Below are the records; work out how many lines among them contain "LoopState", and write nothing besides that number.

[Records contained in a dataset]
::::::

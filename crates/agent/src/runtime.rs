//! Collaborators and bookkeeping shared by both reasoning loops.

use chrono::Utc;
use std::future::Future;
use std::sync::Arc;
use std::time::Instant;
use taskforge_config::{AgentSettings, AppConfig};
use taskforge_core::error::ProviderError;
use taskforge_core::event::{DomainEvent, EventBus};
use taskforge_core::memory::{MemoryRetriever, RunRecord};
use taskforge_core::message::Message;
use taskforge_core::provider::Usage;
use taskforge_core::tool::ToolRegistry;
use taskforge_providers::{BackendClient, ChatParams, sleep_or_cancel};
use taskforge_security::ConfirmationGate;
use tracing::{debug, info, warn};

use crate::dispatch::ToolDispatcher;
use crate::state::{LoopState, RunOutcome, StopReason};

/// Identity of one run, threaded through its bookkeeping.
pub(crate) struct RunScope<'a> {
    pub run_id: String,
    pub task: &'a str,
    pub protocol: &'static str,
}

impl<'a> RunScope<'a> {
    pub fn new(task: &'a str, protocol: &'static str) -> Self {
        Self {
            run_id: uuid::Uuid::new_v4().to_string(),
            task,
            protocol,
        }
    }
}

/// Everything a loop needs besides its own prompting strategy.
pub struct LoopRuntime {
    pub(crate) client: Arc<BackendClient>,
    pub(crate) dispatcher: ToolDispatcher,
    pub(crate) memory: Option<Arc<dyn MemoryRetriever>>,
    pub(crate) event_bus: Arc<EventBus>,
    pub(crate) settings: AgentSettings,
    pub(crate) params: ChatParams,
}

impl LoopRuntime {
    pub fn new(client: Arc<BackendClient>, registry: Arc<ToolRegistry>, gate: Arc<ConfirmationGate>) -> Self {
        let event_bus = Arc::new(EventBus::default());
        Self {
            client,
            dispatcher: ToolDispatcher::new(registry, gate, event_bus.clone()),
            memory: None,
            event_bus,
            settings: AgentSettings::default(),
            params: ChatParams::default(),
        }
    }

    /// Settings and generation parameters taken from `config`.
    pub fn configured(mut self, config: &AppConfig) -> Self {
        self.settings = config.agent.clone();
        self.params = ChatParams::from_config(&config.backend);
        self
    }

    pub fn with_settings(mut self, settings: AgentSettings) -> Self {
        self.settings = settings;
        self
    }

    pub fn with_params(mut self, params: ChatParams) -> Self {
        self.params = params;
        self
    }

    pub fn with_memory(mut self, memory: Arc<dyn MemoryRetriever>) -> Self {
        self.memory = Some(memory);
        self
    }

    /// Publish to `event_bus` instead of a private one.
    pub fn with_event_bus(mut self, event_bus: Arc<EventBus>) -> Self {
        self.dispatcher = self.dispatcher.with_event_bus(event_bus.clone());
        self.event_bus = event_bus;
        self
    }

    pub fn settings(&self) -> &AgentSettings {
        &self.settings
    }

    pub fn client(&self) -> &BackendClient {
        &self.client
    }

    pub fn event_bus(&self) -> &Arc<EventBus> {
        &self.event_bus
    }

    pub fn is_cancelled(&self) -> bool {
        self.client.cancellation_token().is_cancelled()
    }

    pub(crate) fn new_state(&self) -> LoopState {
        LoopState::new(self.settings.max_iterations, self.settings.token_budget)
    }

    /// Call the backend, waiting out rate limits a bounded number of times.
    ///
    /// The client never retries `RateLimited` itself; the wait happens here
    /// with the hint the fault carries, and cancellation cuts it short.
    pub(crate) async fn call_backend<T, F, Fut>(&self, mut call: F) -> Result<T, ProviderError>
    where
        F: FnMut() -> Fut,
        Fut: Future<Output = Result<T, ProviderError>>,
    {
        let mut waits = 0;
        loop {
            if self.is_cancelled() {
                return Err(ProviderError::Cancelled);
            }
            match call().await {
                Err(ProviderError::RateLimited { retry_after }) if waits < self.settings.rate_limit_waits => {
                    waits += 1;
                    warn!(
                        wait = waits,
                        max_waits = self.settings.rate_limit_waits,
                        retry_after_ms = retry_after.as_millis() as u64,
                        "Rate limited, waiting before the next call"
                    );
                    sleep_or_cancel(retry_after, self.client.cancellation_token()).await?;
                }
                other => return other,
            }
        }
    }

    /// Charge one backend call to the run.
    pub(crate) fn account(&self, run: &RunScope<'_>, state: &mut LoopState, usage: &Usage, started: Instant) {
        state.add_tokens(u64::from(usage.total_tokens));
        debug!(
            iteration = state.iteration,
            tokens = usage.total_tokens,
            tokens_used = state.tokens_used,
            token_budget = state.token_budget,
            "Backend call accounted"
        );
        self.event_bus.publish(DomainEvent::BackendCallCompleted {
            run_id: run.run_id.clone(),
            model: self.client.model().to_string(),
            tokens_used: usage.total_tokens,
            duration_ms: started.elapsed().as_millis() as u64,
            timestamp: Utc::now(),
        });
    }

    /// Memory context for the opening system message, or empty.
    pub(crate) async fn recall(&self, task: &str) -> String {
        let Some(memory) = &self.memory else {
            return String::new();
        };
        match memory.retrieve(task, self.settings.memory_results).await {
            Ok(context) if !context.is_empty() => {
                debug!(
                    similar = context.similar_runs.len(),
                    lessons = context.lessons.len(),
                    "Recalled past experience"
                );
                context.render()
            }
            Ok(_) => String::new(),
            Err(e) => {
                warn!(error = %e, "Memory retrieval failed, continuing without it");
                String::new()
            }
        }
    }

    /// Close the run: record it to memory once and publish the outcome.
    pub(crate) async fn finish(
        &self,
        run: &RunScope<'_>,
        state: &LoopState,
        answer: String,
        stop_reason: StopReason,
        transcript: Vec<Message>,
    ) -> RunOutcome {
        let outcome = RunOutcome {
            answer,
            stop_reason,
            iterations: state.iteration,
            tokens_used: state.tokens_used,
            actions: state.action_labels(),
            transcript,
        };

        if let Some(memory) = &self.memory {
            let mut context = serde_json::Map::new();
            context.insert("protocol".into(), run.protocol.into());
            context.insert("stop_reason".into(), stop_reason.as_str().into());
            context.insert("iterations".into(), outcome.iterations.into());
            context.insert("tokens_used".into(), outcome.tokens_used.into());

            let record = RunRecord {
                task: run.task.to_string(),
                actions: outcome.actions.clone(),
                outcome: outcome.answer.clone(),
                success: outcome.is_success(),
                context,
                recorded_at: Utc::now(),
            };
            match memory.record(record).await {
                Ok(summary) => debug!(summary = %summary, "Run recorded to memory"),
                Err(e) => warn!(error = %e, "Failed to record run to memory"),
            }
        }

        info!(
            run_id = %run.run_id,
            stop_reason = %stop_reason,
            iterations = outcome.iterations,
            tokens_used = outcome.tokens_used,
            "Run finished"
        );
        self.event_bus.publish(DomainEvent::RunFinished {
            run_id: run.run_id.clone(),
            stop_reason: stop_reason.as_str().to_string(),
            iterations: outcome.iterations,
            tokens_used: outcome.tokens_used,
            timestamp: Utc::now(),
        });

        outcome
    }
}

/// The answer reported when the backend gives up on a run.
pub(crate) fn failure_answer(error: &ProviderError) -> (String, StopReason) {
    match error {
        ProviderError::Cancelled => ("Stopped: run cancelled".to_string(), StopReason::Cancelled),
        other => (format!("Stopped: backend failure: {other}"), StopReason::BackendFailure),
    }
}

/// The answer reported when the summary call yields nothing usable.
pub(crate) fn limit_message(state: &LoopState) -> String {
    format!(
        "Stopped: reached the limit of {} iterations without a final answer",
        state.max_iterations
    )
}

::::::

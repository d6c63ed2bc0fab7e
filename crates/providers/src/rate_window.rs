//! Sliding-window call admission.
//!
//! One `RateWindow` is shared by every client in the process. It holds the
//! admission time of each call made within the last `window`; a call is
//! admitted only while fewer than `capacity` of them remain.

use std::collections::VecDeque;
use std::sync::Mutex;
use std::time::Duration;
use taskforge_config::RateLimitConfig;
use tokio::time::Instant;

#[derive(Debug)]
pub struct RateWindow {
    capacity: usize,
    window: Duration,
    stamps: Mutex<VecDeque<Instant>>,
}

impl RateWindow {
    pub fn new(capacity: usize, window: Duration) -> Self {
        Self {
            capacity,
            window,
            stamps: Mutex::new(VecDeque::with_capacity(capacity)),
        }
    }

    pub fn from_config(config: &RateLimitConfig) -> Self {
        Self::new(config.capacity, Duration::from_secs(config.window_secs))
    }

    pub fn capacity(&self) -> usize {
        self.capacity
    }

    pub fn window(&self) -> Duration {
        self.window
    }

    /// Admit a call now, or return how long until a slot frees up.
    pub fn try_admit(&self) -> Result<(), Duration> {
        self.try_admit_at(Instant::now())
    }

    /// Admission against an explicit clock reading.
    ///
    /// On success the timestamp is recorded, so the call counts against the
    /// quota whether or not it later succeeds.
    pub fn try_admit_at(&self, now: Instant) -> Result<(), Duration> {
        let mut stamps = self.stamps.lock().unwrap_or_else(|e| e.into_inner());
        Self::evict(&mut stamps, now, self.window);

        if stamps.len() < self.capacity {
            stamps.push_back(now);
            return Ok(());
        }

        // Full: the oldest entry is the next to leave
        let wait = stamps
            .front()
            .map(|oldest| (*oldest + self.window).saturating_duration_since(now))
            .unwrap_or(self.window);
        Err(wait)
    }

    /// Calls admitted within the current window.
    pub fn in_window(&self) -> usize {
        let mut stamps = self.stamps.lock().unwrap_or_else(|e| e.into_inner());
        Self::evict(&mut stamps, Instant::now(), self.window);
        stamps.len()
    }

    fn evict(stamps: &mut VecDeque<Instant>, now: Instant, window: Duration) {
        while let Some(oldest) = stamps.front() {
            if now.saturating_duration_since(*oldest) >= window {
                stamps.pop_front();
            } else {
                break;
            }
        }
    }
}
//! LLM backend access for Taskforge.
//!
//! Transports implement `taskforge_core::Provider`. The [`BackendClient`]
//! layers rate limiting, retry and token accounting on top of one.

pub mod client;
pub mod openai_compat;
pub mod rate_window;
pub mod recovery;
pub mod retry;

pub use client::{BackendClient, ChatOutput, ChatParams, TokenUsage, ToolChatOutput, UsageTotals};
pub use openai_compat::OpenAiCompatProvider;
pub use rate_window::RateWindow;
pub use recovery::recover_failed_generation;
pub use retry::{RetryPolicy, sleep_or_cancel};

::::::

Response below: 6